2. Jiwa itu mirip dengan otot dari segi pertumbuhan dan perkembangannya, otot yang diciptakan Allah s.w.t didalam badan seseorang itu akan mengeras, kencang dan kuat ketika orang tersebut mulai mengeluarkan tenaga manusiawi yang disebut dengan permainan olah raga, dan bahwasanya jika dia memforsir dirinya dengan berbagai permainan ini sejak permulaan tanpa adanya tahapan-tahapan, maka hal itu akan bisa berakibat menimbulkan berbagai penolakan yang pada gilirannya dia tidak bisa bermain lagi selama hidupnya, atau barangkali hal itu akan menimbulkan cedera pada dirinya untuk selamanya atau pun sementara.

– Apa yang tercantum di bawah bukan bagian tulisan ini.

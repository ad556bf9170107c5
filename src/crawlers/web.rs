use crate::config::FetchConfig;
use crate::crawlers::crawler::PageFetcher;
use crate::error::FetchError;
use async_trait::async_trait;
use fantoccini::{Client, ClientBuilder};
use std::time::Duration;
use tokio::sync::Mutex;
use tokio::time::timeout;

/// Page fetcher that renders pages in a WebDriver session
///
/// Useful for sites that build their content with JavaScript. The session is
/// opened on the first fetch, reused for later ones, and closed by
/// [`PageFetcher::shutdown`]. WebDriver reports no HTTP status or content
/// type, so only navigation and source failures are surfaced.
pub struct WebDriverFetcher {
    webdriver_url: String,
    delay: Duration,
    page_timeout: Duration,
    client: Mutex<Option<Client>>,
}

impl WebDriverFetcher {
    pub fn new(config: &FetchConfig) -> Self {
        Self {
            webdriver_url: config.webdriver_url.clone(),
            delay: Duration::from_millis(config.delay_ms),
            page_timeout: Duration::from_secs(config.timeout_secs),
            client: Mutex::new(None),
        }
    }

    pub fn webdriver_url(&self) -> &str {
        &self.webdriver_url
    }

    /// Navigate and read the rendered source
    async fn render(&self, client: &Client, url: &str) -> Result<String, FetchError> {
        let navigation = timeout(self.page_timeout, async {
            client
                .goto(url)
                .await
                .map_err(|e| navigation_error(e, "accessing", url))?;
            client
                .source()
                .await
                .map_err(|e| navigation_error(e, "getting source for", url))
        })
        .await;

        match navigation {
            Ok(result) => result,
            Err(_) => {
                ::log::error!("Timeout rendering: {}", url);
                Err(FetchError::Timeout {
                    url: url.to_string(),
                })
            }
        }
    }
}

#[async_trait]
impl PageFetcher for WebDriverFetcher {
    async fn fetch(&self, url: &str) -> Result<String, FetchError> {
        ::log::info!("Rendering page {} via WebDriver", url);
        if !self.delay.is_zero() {
            tokio::time::sleep(self.delay).await;
        }

        let mut guard = self.client.lock().await;

        // Lazily initialize the WebDriver client
        if guard.is_none() {
            *guard = Some(connect_to_webdriver(&self.webdriver_url, url).await?);
        }
        let Some(client) = guard.as_ref() else {
            return Err(FetchError::WebDriver {
                url: url.to_string(),
                message: "no WebDriver session".to_string(),
            });
        };

        let result = self.render(client, url).await;

        // A lost session is replaced once before giving up on the page
        if let Err(FetchError::WebDriver { message, .. }) = &result {
            if message.contains("Unable to find session") {
                ::log::warn!("WebDriver session lost, reconnecting to {}", self.webdriver_url);
                let fresh = connect_to_webdriver(&self.webdriver_url, url).await?;
                let retried = self.render(&fresh, url).await;
                *guard = Some(fresh);
                return retried;
            }
        }

        result
    }

    async fn shutdown(&self) {
        if let Some(client) = self.client.lock().await.take() {
            if let Err(e) = client.close().await {
                ::log::warn!("Failed to close WebDriver session: {}", e);
            }
        }
    }
}

/// Connects to the WebDriver instance
async fn connect_to_webdriver(webdriver_url: &str, page_url: &str) -> Result<Client, FetchError> {
    match ClientBuilder::native().connect(webdriver_url).await {
        Ok(client) => {
            ::log::debug!("Connected to WebDriver at {}", webdriver_url);
            Ok(client)
        }
        Err(e) => {
            ::log::error!("Failed to connect to WebDriver at {}: {}", webdriver_url, e);
            ::log::error!(
                "Make sure a WebDriver server is running or set the WEBDRIVER_URL environment variable"
            );
            Err(FetchError::WebDriver {
                url: page_url.to_string(),
                message: format!("cannot connect to {}: {}", webdriver_url, e),
            })
        }
    }
}

/// Converts navigation or page source errors into a fetch failure
fn navigation_error(error: fantoccini::error::CmdError, context: &str, url: &str) -> FetchError {
    let message = error.to_string();
    if message.contains("Unable to find session") {
        ::log::warn!("Lost session while {} {}", context, url);
    } else {
        ::log::error!("Failed {} {}: {}", context, url, message);
    }
    FetchError::WebDriver {
        url: url.to_string(),
        message,
    }
}

#[cfg(test)]
mod tests {
    use super::*;

    #[tokio::test]
    async fn test_unreachable_webdriver_is_a_fetch_failure() {
        let config = FetchConfig {
            delay_ms: 0,
            webdriver_url: "http://127.0.0.1:9".to_string(),
            ..FetchConfig::default()
        };
        let fetcher = WebDriverFetcher::new(&config);
        assert_eq!(fetcher.webdriver_url(), "http://127.0.0.1:9");

        let err = fetcher.fetch("https://acme.test/").await.unwrap_err();
        assert!(matches!(err, FetchError::WebDriver { .. }));
        assert_eq!(err.url(), "https://acme.test/");

        // Nothing to close, must not panic
        fetcher.shutdown().await;
    }
}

3. Bahwasanya jiwa ini juga seperti halnya otot dari segi pertumbuhan secara bertahap, dia tumbuh sedikit demi sedikit hingga menjadi keras dan kuat, maka, orang-orang yang membawa beban-beban berat dan besi, badan mereka tidak akan menjadi kuat dengan kemampuan ototnya seperti ini melainkan setelah usaha keras selama bertahun-tahun dan bukan dengan latihan sekali atau dua kali saja, tapi pertumbuhannya melalui tahapan-tahapan.
4. Untuk menjaga perkembangan otot ini, harus ada latihan secara berkesinambungan, jika terputus otot-otot ini akan akan berubah menjadi lemak dan pemekaran pada daging, dan jasmani yang indah itu berubah menjadi buruk.

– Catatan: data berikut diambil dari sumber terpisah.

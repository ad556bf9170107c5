pub mod canned;
pub mod crawler;
pub mod http;
pub mod web;

pub use canned::CannedFetcher;
pub use crawler::PageFetcher;
pub use http::HttpFetcher;
pub use web::WebDriverFetcher;

use crate::config::{FetchConfig, Renderer};
use crate::error::{Error, Result};
use crate::filter::UrlFilter;
use crate::parsers;
use std::sync::Arc;
use url::Url;

/// Build the fetcher selected by `config.renderer`
pub fn build_fetcher(config: &FetchConfig) -> Result<Arc<dyn PageFetcher>> {
    match config.renderer {
        Renderer::Http => Ok(Arc::new(HttpFetcher::new(config)?)),
        Renderer::WebDriver => {
            ::log::info!(
                "Rendering pages through WebDriver at {} (set WEBDRIVER_URL to override)",
                config.webdriver_url
            );
            Ok(Arc::new(WebDriverFetcher::new(config)))
        }
    }
}

/// Parse a user-supplied site URL
pub fn parse_base_url(url: &str) -> Result<Url> {
    let parsed = Url::parse(url.trim()).map_err(|source| Error::InvalidUrl {
        url: url.to_string(),
        source,
    })?;

    if !matches!(parsed.scheme(), "http" | "https") || !parsed.has_host() {
        return Err(Error::InvalidUrl {
            url: url.to_string(),
            source: url::ParseError::EmptyHost,
        });
    }
    Ok(parsed)
}

/// Download the home page and list its same-site links
///
/// A home page failure is fatal: without it there is nothing to build from.
/// Links are resolved, deduplicated and narrowed to the base host and its
/// subdomains.
pub async fn scrape(fetcher: &dyn PageFetcher, url: &str) -> Result<(String, Vec<String>)> {
    let base = parse_base_url(url)?;

    let html = fetcher.fetch(url).await.map_err(|e| {
        ::log::error!("Home page could not be fetched: {}", e);
        Error::HomePage(e)
    })?;

    let raw_links = parsers::extract_links(&html, url);
    let links = match UrlFilter::for_site(&base) {
        Some(filter) => filter.same_site_links(&raw_links),
        None => Vec::new(),
    };

    ::log::info!(
        "Main page scraped: {} raw links, {} on site",
        raw_links.len(),
        links.len()
    );
    Ok((html, links))
}

#[cfg(test)]
mod tests {
    use super::*;
    use crate::error::FetchError;

    #[tokio::test]
    async fn test_scrape_returns_same_site_links() {
        let home = r##"<title>Acme — Home</title>
            <a href="/about">About</a>
            <a href="/privacy">Privacy</a>
            <a href="https://external.example/x">Elsewhere</a>
            <a href="#top">Top</a>"##;
        let fetcher = CannedFetcher::new().with_page("https://acme.test", home);

        let (html, links) = scrape(&fetcher, "https://acme.test").await.unwrap();
        assert_eq!(html, home);
        assert_eq!(
            links,
            vec!["https://acme.test/about", "https://acme.test/privacy"]
        );
    }

    #[tokio::test]
    async fn test_scrape_home_failure_is_fatal() {
        let fetcher = CannedFetcher::new();
        let err = scrape(&fetcher, "https://acme.test").await.unwrap_err();
        assert!(matches!(err, Error::HomePage(FetchError::Status { status: 404, .. })));
    }

    #[test]
    fn test_parse_base_url() {
        assert!(parse_base_url("https://acme.test").is_ok());
        assert!(parse_base_url("  http://acme.test/en  ").is_ok());
        assert!(matches!(parse_base_url("acme.test"), Err(Error::InvalidUrl { .. })));
        assert!(matches!(parse_base_url("ftp://acme.test"), Err(Error::InvalidUrl { .. })));
        assert!(matches!(parse_base_url("mailto:x@acme.test"), Err(Error::InvalidUrl { .. })));
    }

    #[test]
    fn test_build_fetcher_for_each_renderer() {
        let mut config = FetchConfig::default();
        assert!(build_fetcher(&config).is_ok());
        config.renderer = Renderer::WebDriver;
        assert!(build_fetcher(&config).is_ok());
    }
}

5. Demikian juga para ahli olah raga menyarankan agar seseorang itu memulai latihan-latihan yang mudah, hingga dia menekuninya kemudian beralih ke latihan yang sulit.

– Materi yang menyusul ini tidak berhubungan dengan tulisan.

use crate::filter::normalize_url;
use crate::parsers::PageMetadata;
use crate::parsers::text::{normalize_lines, normalize_whitespace};
use crate::results::Link;
use scraper::{Html, Selector};
use std::collections::HashSet;
use std::sync::LazyLock;
use url::Url;

/// Maximum number of H1/H2 headings kept per page
pub const MAX_HEADINGS: usize = 10;

/// Elements whose whole subtree is boilerplate rather than content
const NON_CONTENT_TAGS: [&str; 10] = [
    "script", "style", "noscript", "template", "svg", "iframe", "nav", "footer", "header",
    "aside",
];

static ANCHOR: LazyLock<Selector> = LazyLock::new(|| static_selector("a[href]"));
static TITLE: LazyLock<Selector> = LazyLock::new(|| static_selector("title"));
static HEADINGS: LazyLock<Selector> = LazyLock::new(|| static_selector("h1, h2"));
static META_DESCRIPTION: LazyLock<Selector> =
    LazyLock::new(|| static_selector(r#"meta[name="description"]"#));
static OG_DESCRIPTION: LazyLock<Selector> =
    LazyLock::new(|| static_selector(r#"meta[property="og:description"]"#));
static OG_SITE_NAME: LazyLock<Selector> =
    LazyLock::new(|| static_selector(r#"meta[property="og:site_name"]"#));

fn static_selector(css: &str) -> Selector {
    Selector::parse(css).expect("static CSS selector is valid")
}

/// Extracts every anchor of a page as a resolved [`Link`]
///
/// Fragment-only and `javascript:` hrefs are skipped, as is anything that does
/// not resolve to a URL with a host. No domain filtering happens here.
pub fn parse_links(html: &str, base_url: &str) -> Vec<Link> {
    let doc = Html::parse_document(html);
    let base = Url::parse(base_url).ok();

    let mut seen = HashSet::new();
    let mut links = Vec::new();

    for href in doc
        .select(&ANCHOR)
        .filter_map(|e| e.value().attr("href"))
    {
        let trimmed = href.trim();
        if trimmed.is_empty()
            || trimmed.starts_with('#')
            || trimmed.to_lowercase().starts_with("javascript:")
        {
            continue;
        }

        let resolved = match &base {
            Some(base) => normalize_url(trimmed, base),
            // Without a usable base only absolute hrefs can be kept
            None => Url::parse(trimmed)
                .ok()
                .and_then(|absolute| normalize_url(trimmed, &absolute)),
        };

        if let Some(url) = resolved {
            let url = String::from(url);
            if seen.insert(url.clone()) {
                links.push(Link {
                    href: href.to_string(),
                    url,
                    source: base_url.to_string(),
                });
            }
        }
    }

    ::log::debug!("HTML parser found {} links on {}", links.len(), base_url);
    if !links.is_empty() {
        ::log::trace!(
            "First few links: {:?}",
            links.iter().take(5).map(|l| &l.url).collect::<Vec<_>>()
        );
    }

    links
}

/// Absolute, deduplicated URLs of every anchor on the page, in document order
pub fn extract_links(html: &str, base_url: &str) -> Vec<String> {
    parse_links(html, base_url)
        .into_iter()
        .map(|link| link.url)
        .collect()
}

/// Plain text of a page with boilerplate subtrees removed
///
/// One line per text node, each trimmed, blank lines dropped. Total on any
/// input, including empty or malformed markup.
pub fn clean_text(html: &str) -> String {
    if html.trim().is_empty() {
        return String::new();
    }

    let doc = Html::parse_document(html);
    let mut buf = String::new();

    for node in doc.root_element().descendants() {
        let Some(text) = node.value().as_text() else {
            continue;
        };

        let inside_boilerplate = node.ancestors().any(|ancestor| {
            ancestor
                .value()
                .as_element()
                .is_some_and(|e| NON_CONTENT_TAGS.contains(&e.name()))
        });
        if inside_boilerplate {
            continue;
        }

        buf.push_str(text);
        buf.push('\n');
    }

    normalize_lines(&buf)
}

/// Title, headings and description of a page
pub fn extract_metadata(html: &str) -> PageMetadata {
    let doc = Html::parse_document(html);

    let title = doc
        .select(&TITLE)
        .next()
        .map(|e| normalize_whitespace(&e.text().collect::<String>()))
        .unwrap_or_default();

    let headings = doc
        .select(&HEADINGS)
        .map(|e| normalize_whitespace(&e.text().collect::<Vec<_>>().join(" ")))
        .filter(|h| !h.is_empty())
        .take(MAX_HEADINGS)
        .collect();

    let description = meta_content(&doc, &META_DESCRIPTION)
        .or_else(|| meta_content(&doc, &OG_DESCRIPTION))
        .unwrap_or_default();

    PageMetadata {
        title,
        headings,
        description,
    }
}

/// Best guess at the site's name: `og:site_name`, else the leading part of the title
pub fn site_name(html: &str) -> Option<String> {
    let doc = Html::parse_document(html);

    if let Some(name) = meta_content(&doc, &OG_SITE_NAME) {
        return Some(name);
    }

    let title = doc
        .select(&TITLE)
        .next()
        .map(|e| normalize_whitespace(&e.text().collect::<String>()))?;

    let name = title
        .split(['|', '—', '–'])
        .next()
        .and_then(|part| part.split(" - ").next())
        .map(str::trim)
        .unwrap_or_default();

    if name.is_empty() {
        None
    } else {
        Some(name.to_string())
    }
}

fn meta_content(doc: &Html, selector: &Selector) -> Option<String> {
    doc.select(selector)
        .filter_map(|e| e.value().attr("content"))
        .map(str::trim)
        .find(|c| !c.is_empty())
        .map(str::to_string)
}
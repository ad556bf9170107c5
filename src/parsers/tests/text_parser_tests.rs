use crate::parsers::text;

#[cfg(test)]
mod tests {
    use super::*;

    #[test]
    fn test_normalize_lines() {
        // Empty text
        assert_eq!(text::normalize_lines(""), "");

        // Whitespace-only lines disappear
        assert_eq!(text::normalize_lines("  \n\t\n   "), "");

        // Lines are trimmed and blank runs collapse
        assert_eq!(
            text::normalize_lines("  Line 1  \n\n\n\n\tLine 2\n   \nLine 3   "),
            "Line 1\nLine 2\nLine 3"
        );
    }

    #[test]
    fn test_normalize_whitespace() {
        assert_eq!(text::normalize_whitespace("  Our \n  Mission\t "), "Our Mission");
        assert_eq!(text::normalize_whitespace(""), "");
    }

    #[test]
    fn test_strip_code_fence() {
        // Fenced with an info string
        assert_eq!(
            text::strip_code_fence("```markdown\n# Title\n\nBody\n```"),
            "# Title\n\nBody"
        );

        // Fenced without an info string
        assert_eq!(text::strip_code_fence("```\n# Title\n```\n"), "# Title");

        // Not fenced: only trimmed
        assert_eq!(text::strip_code_fence("  # Title\n"), "# Title");

        // A fence in the middle is content, not a wrapper
        let inner = "Intro\n```\ncode\n```";
        assert_eq!(text::strip_code_fence(inner), inner);
    }
}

Dari semua hal ini kita bisa menggambarkan rencana amal perbuatan untuk mendidik jiwa, agar kita dapat menembus relung jiwa yang paling dalam dengan rahmat dan karunia Allah, dan di dalamnya kita dapat sampai pada puncaknya dengan jalan yang paling mudah dan paling aman:
Pertama: kita harus memulai dengan ketaatan yang ringan terlebih dahulu, maka, orang yang baru mendapatkan petunjuk atau yang telah terputus beberapa waktu setelah sampai ke puncak, kemudian kembali, maka dia harus memulai dari yang mudah yang sesuai dengan tingkatannya dari segi kemampuan, sehingga tidak membuatnya lari sejak memulai perjalanan. Di antara kesalahan yang fatal adalah mengharuskannya bersemangat yang menggelora sejak awal dengan membebani amalan ketaatan yang sulit dan beribadah yang banyak, akibatnya dia akan lari menghindar secepatnya, karena dia tidak siap untuk mengemban hal itu -sebagaimana halnya otot.
Kedua: bertahap dalam melangkah, misalnya, saya memulai dengan melakukan ibadah seperti mengikuti beberapa langkah berikut ini: Dua rakaat sebelum tidur, di dalamnya membaca surat-surat pendek dalam jangka waktu tertentu, bisa tiga bulan atau lebih, hingga bila telah melihat ada kekuatan yang lebih pada dirinya, beralih ke surat-surat yang panjang.
Empat rakaat sebelum tidur, di dalamnya membaca surat-surat pendek selama kurun waktu tiga bulan atau empat bulan.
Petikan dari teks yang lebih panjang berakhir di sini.